Segundo o CPC 47, a transferência do controle a um cliente representa a transferência dos direitos relativos ao bem ou serviço. A capacidade de o cliente receber os benefícios do bem ou serviço é representada por seu direito a substancialmente todos os fluxos de entrada de caixa, ou à redução dos fluxos de saída de caixa, gerados pelos bens ou serviços. No momento da transferência de controle, o cliente é o único possuidor do direito de uso do bem ou serviço durante a sua vida econômica remanescente ou de consumir o bem ou serviço nas suas próprias operações.

A norma indica que uma entidade deve determinar, na data da assinatura do contrato, se transferirá o controle de um bem ou serviço prometido ao longo do tempo ou em um determinado momento.
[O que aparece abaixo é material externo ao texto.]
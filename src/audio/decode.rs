use anyhow::{Context, Result};
use std::path::Path;
use symphonia::core::audio::SampleBuffer;
use symphonia::core::codecs::{DecoderOptions, CODEC_TYPE_NULL};
use symphonia::core::errors::Error as SymphoniaError;
use symphonia::core::formats::FormatOptions;
use symphonia::core::io::MediaSourceStream;
use symphonia::core::meta::MetadataOptions;
use symphonia::core::probe::Hint;

use crate::error::PipelineError;

/// Mono waveform at the file's native sample rate.
pub struct Waveform {
    pub samples: Vec<f32>,
    pub sample_rate: u32,
}

impl Waveform {
    pub fn duration(&self) -> f32 {
        self.samples.len() as f32 / self.sample_rate as f32
    }
}

pub fn decode_waveform(path: &Path) -> Result<Waveform> {
    let file = std::fs::File::open(path)
        .with_context(|| format!("Failed to open audio file: {}", path.display()))?;
    let mss = MediaSourceStream::new(Box::new(file), Default::default());

    let mut hint = Hint::new();
    if let Some(ext) = path.extension().and_then(|e| e.to_str()) {
        hint.with_extension(ext);
    }

    let probed = symphonia::default::get_probe()
        .format(&hint, mss, &FormatOptions::default(), &MetadataOptions::default())
        .with_context(|| format!("Failed to probe audio format: {}", path.display()))?;
    let mut format = probed.format;

    let track = format
        .tracks()
        .iter()
        .find(|t| t.codec_params.codec != CODEC_TYPE_NULL)
        .ok_or_else(|| PipelineError::NoAudioTrack { path: path.to_path_buf() })?;

    let track_id = track.id;
    let channels = track.codec_params.channels.map_or(1, |c| c.count());
    let sample_rate = track.codec_params.sample_rate.context("Unknown sample rate")?;

    let mut decoder = symphonia::default::get_codecs()
        .make(&track.codec_params, &DecoderOptions::default())
        .context("Failed to create audio decoder")?;

    let mut mono: Vec<f32> = Vec::new();
    loop {
        let packet = match format.next_packet() {
            Ok(packet) => packet,
            Err(SymphoniaError::IoError(ref e)) if e.kind() == std::io::ErrorKind::UnexpectedEof => break,
            Err(e) => return Err(e).with_context(|| format!("Failed to read {}", path.display())),
        };
        if packet.track_id() != track_id {
            continue;
        }

        let decoded = match decoder.decode(&packet) {
            Ok(d) => d,
            // Corrupt packets are skipped rather than failing the whole file
            Err(SymphoniaError::DecodeError(_)) => continue,
            Err(e) => return Err(e).with_context(|| format!("Failed to decode {}", path.display())),
        };

        let mut buf = SampleBuffer::<f32>::new(decoded.frames() as u64, *decoded.spec());
        buf.copy_interleaved_ref(decoded);
        downmix_into(buf.samples(), channels, &mut mono);
    }

    let waveform = Waveform { samples: mono, sample_rate };
    log::debug!(
        "Decoded {}: {} samples, {}Hz, {:.2}s",
        path.display(),
        waveform.samples.len(),
        sample_rate,
        waveform.duration()
    );
    Ok(waveform)
}

/// Average interleaved channels into one.
fn downmix_into(interleaved: &[f32], channels: usize, out: &mut Vec<f32>) {
    if channels <= 1 {
        out.extend_from_slice(interleaved);
        return;
    }
    out.extend(
        interleaved
            .chunks(channels)
            .map(|frame| frame.iter().sum::<f32>() / channels as f32),
    );
}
Segundo o parágrafo 35 do CPC 47, um bem ou serviço somente deve ser reconhecido ao longo do tempo se atender ao menos uma das seguintes características:

  • Quando o Cliente recebe e consome simultaneamente os benefícios gerados pelo desempenho por parte da entidade à medida em que a entidade efetiva o desempenho, ou seja, aqueles serviços de natureza rotineira ou recorrentes, como por exemplo, serviços de limpeza, manutenção, prestação de serviços de auditoria, etc.
  • Quando o desempenho por parte da Empresa cria ou melhora o ativo que o cliente controla à medida que o ativo é criado ou melhorado. Aqueles típicos serviços onde a empresa constrói um ativo no terreno do cliente.
  • Quando o desempenho por parte da entidade não cria um ativo com uso alternativo para ela e esta possui direito executável ao pagamento pelo desempenho concluído até a data presente. É o típico caso em que a entidade constrói um ativo específico para o cliente que praticamente só tem serventia para ele. Um exemplo seria, construir uma ponte para o Governo do Estado ou uma nova estação de metrô.

Não atendidos nenhum desses três itens, a receita da obrigação de desempenho será satisfeita em um momento específico, ou seja, em determinado momento no tempo.

Note que a sistemática do POC (Percentage of Completion) não acabou e se atendidos os requisitos do parágrafo 35 da norma para reconhecimento da receita, ela continua a ser utilizada. A norma trás orientação sobre esse tema e também muitos exemplos, então, se o assunto lhe interessa, é importante você ler não só o texto da norma na íntegra, mas também seus anexos e suas Bases para Conclusão.